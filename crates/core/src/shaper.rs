//! The shaping capability: "given a face and a single code point under a
//! language, yield the glyph sequence" (spec.md §4.3, §6, §9).

use std::{
    io::{BufRead, BufReader, Write},
    process::{Child, ChildStdin, ChildStdout, Command, Stdio},
};

use read_fonts::types::GlyphId;

use crate::error::{Error, Result};

#[derive(Debug, Clone, Copy, PartialEq, Eq)]
pub enum Direction {
    Horizontal,
    Vertical,
}

/// A capability that shapes one code point under a face, script, and
/// language into a glyph sequence. Implementations may bind a native
/// library or spawn a child process; callers see only this trait.
pub trait Shaper {
    fn shape(
        &mut self,
        font_data: &[u8],
        face_index: u32,
        codepoint: u32,
        direction: Direction,
        script: &str,
        language: &str,
    ) -> Result<Vec<GlyphId>>;
}

/// In-process shaper backed by `rustybuzz`, the default binding.
pub struct RustybuzzShaper;

impl Shaper for RustybuzzShaper {
    fn shape(
        &mut self,
        font_data: &[u8],
        face_index: u32,
        codepoint: u32,
        direction: Direction,
        script: &str,
        language: &str,
    ) -> Result<Vec<GlyphId>> {
        let face = rustybuzz::Face::from_slice(font_data, face_index)
            .ok_or_else(|| Error::ShaperUnavailable("rustybuzz could not parse face".into()))?;

        let ch = char::from_u32(codepoint)
            .ok_or_else(|| Error::ShaperUnavailable(format!("invalid code point U+{codepoint:X}")))?;

        let mut buffer = rustybuzz::UnicodeBuffer::new();
        buffer.push_str(&ch.to_string());
        buffer.set_direction(match direction {
            Direction::Horizontal => rustybuzz::Direction::LeftToRight,
            Direction::Vertical => rustybuzz::Direction::TopToBottom,
        });
        if let Some(script) = rustybuzz::Script::from_iso15924_tag(
            rustybuzz::ttf_parser::Tag::from_bytes_lossy(script.as_bytes()),
        ) {
            buffer.set_script(script);
        }
        buffer.set_language(rustybuzz::Language::from_str(language).unwrap_or_default());

        let output = rustybuzz::shape(&face, &[], buffer);
        let glyphs = output
            .glyph_infos()
            .iter()
            .map(|info| GlyphId::new(info.glyph_id))
            .collect();
        Ok(glyphs)
    }
}

/// Out-of-process shaper. Spawns the binary named by the `SHAPER`
/// environment variable once and keeps it alive for the worker's
/// lifetime, writing one query per line to its stdin and reading one
/// response per line from its stdout.
///
/// Query format: `face_index codepoint direction script language\n`.
/// Response format: space-separated glyph IDs, or an empty line for none.
pub struct ExternalShaper {
    child: Child,
    stdin: ChildStdin,
    stdout: BufReader<ChildStdout>,
}

impl ExternalShaper {
    pub fn spawn(binary: &str) -> Result<Self> {
        let mut child = Command::new(binary)
            .stdin(Stdio::piped())
            .stdout(Stdio::piped())
            .spawn()
            .map_err(|e| Error::ShaperUnavailable(format!("failed to spawn {binary}: {e}")))?;
        let stdin = child
            .stdin
            .take()
            .ok_or_else(|| Error::ShaperUnavailable("shaper has no stdin".into()))?;
        let stdout = child
            .stdout
            .take()
            .ok_or_else(|| Error::ShaperUnavailable("shaper has no stdout".into()))?;
        Ok(Self { child, stdin, stdout: BufReader::new(stdout) })
    }

    /// Construct from the `SHAPER` environment variable, if set.
    pub fn from_env() -> Result<Option<Self>> {
        match std::env::var("SHAPER") {
            Ok(path) if !path.is_empty() => Ok(Some(Self::spawn(&path)?)),
            _ => Ok(None),
        }
    }
}

impl Shaper for ExternalShaper {
    fn shape(
        &mut self,
        _font_data: &[u8],
        face_index: u32,
        codepoint: u32,
        direction: Direction,
        script: &str,
        language: &str,
    ) -> Result<Vec<GlyphId>> {
        let dir = match direction {
            Direction::Horizontal => "h",
            Direction::Vertical => "v",
        };
        writeln!(self.stdin, "{face_index} {codepoint:X} {dir} {script} {language}")
            .map_err(Error::Io)?;
        self.stdin.flush().map_err(Error::Io)?;

        let mut line = String::new();
        let n = self.stdout.read_line(&mut line).map_err(Error::Io)?;
        if n == 0 {
            return Err(Error::ShaperUnavailable("shaper closed its stdout".into()));
        }

        let glyphs = line
            .trim()
            .split_ascii_whitespace()
            .filter_map(|tok| tok.parse::<u32>().ok())
            .map(GlyphId::new)
            .collect();
        Ok(glyphs)
    }
}

impl Drop for ExternalShaper {
    fn drop(&mut self) {
        let _ = self.child.kill();
    }
}
//! Dev-only diff tool for regression testing (spec.md §6, §8 S6).

use std::path::Path;

use anyhow::{Context, Result, bail};
use read_fonts::{FontRef, TableProvider};

/// Compare two files, reporting the first difference.
///
/// If both paths have a `.txt`-like sidecar extension they are compared
/// line-by-line; otherwise both are parsed as fonts and compared
/// table-by-table (first differing table tag and byte length reported).
pub fn run(left: &Path, right: &Path) -> Result<()> {
    let left_bytes = std::fs::read(left).with_context(|| format!("reading {}", left.display()))?;
    let right_bytes = std::fs::read(right).with_context(|| format!("reading {}", right.display()))?;

    if looks_like_sidecar(left) && looks_like_sidecar(right) {
        return diff_sidecars(&left_bytes, &right_bytes);
    }

    diff_fonts(&left_bytes, &right_bytes)
}

fn looks_like_sidecar(path: &Path) -> bool {
    path.extension().and_then(|e| e.to_str()).map(|e| e == "txt").unwrap_or(false)
        || path.to_string_lossy().ends_with("-glyphs")
}

fn diff_sidecars(left: &[u8], right: &[u8]) -> Result<()> {
    let left = String::from_utf8_lossy(left);
    let right = String::from_utf8_lossy(right);
    let mut left_lines = left.lines();
    let mut right_lines = right.lines();

    let mut line_no = 0usize;
    loop {
        line_no += 1;
        match (left_lines.next(), right_lines.next()) {
            (None, None) => {
                println!("identical ({} lines)", line_no - 1);
                return Ok(());
            }
            (Some(l), Some(r)) if l == r => continue,
            (l, r) => bail!("line {line_no} differs: {l:?} vs {r:?}"),
        }
    }
}

fn diff_fonts(left: &[u8], right: &[u8]) -> Result<()> {
    let left_font = FontRef::new(left).context("parsing left font")?;
    let right_font = FontRef::new(right).context("parsing right font")?;

    let mut left_tags: Vec<_> = left_font.table_directory.table_records().iter().map(|r| r.tag()).collect();
    let mut right_tags: Vec<_> = right_font.table_directory.table_records().iter().map(|r| r.tag()).collect();
    left_tags.sort();
    right_tags.sort();

    if left_tags != right_tags {
        bail!("table sets differ: {left_tags:?} vs {right_tags:?}");
    }

    for tag in left_tags {
        let l = left_font.table_data(tag);
        let r = right_font.table_data(tag);
        match (l, r) {
            (Some(l), Some(r)) if l.as_bytes() == r.as_bytes() => continue,
            (Some(l), Some(r)) => {
                bail!("table {tag} differs: {} bytes vs {} bytes", l.len(), r.len());
            }
            _ => bail!("table {tag} missing from one side"),
        }
    }

    println!("identical (modulo tables not compared bit-for-bit by this check)");
    Ok(())
}
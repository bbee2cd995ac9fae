//! Shared font I/O utilities.

use std::{
    fs::{create_dir_all, read, write},
    path::Path,
};

use anyhow::{Context, Result};

/// Read font data from a file.
pub fn read_font(path: impl AsRef<Path>) -> Result<Vec<u8>> {
    let path = path.as_ref();
    read(path).with_context(|| format!("Failed to read font: {}", path.display()))
}

/// Write font data to a file.
pub fn write_font(path: impl AsRef<Path>, data: impl AsRef<[u8]>) -> Result<()> {
    let path = path.as_ref();
    write(path, data).with_context(|| format!("Failed to write font: {}", path.display()))
}

/// Create parent directory if it doesn't exist.
pub fn ensure_parent_dir(path: &Path) -> Result<()> {
    if let Some(parent) = path.parent() {
        if !parent.as_os_str().is_empty() {
            create_dir_all(parent)
                .with_context(|| format!("Failed to create directory: {}", parent.display()))?;
        }
    }
    Ok(())
}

------------

▶ _Work instructions_: All lines in the entries above that hold the word "piped" need to be copied.

▶ _Reply to the exercise_:
            .stdin(Stdio::piped())
            .stdout(Stdio::piped())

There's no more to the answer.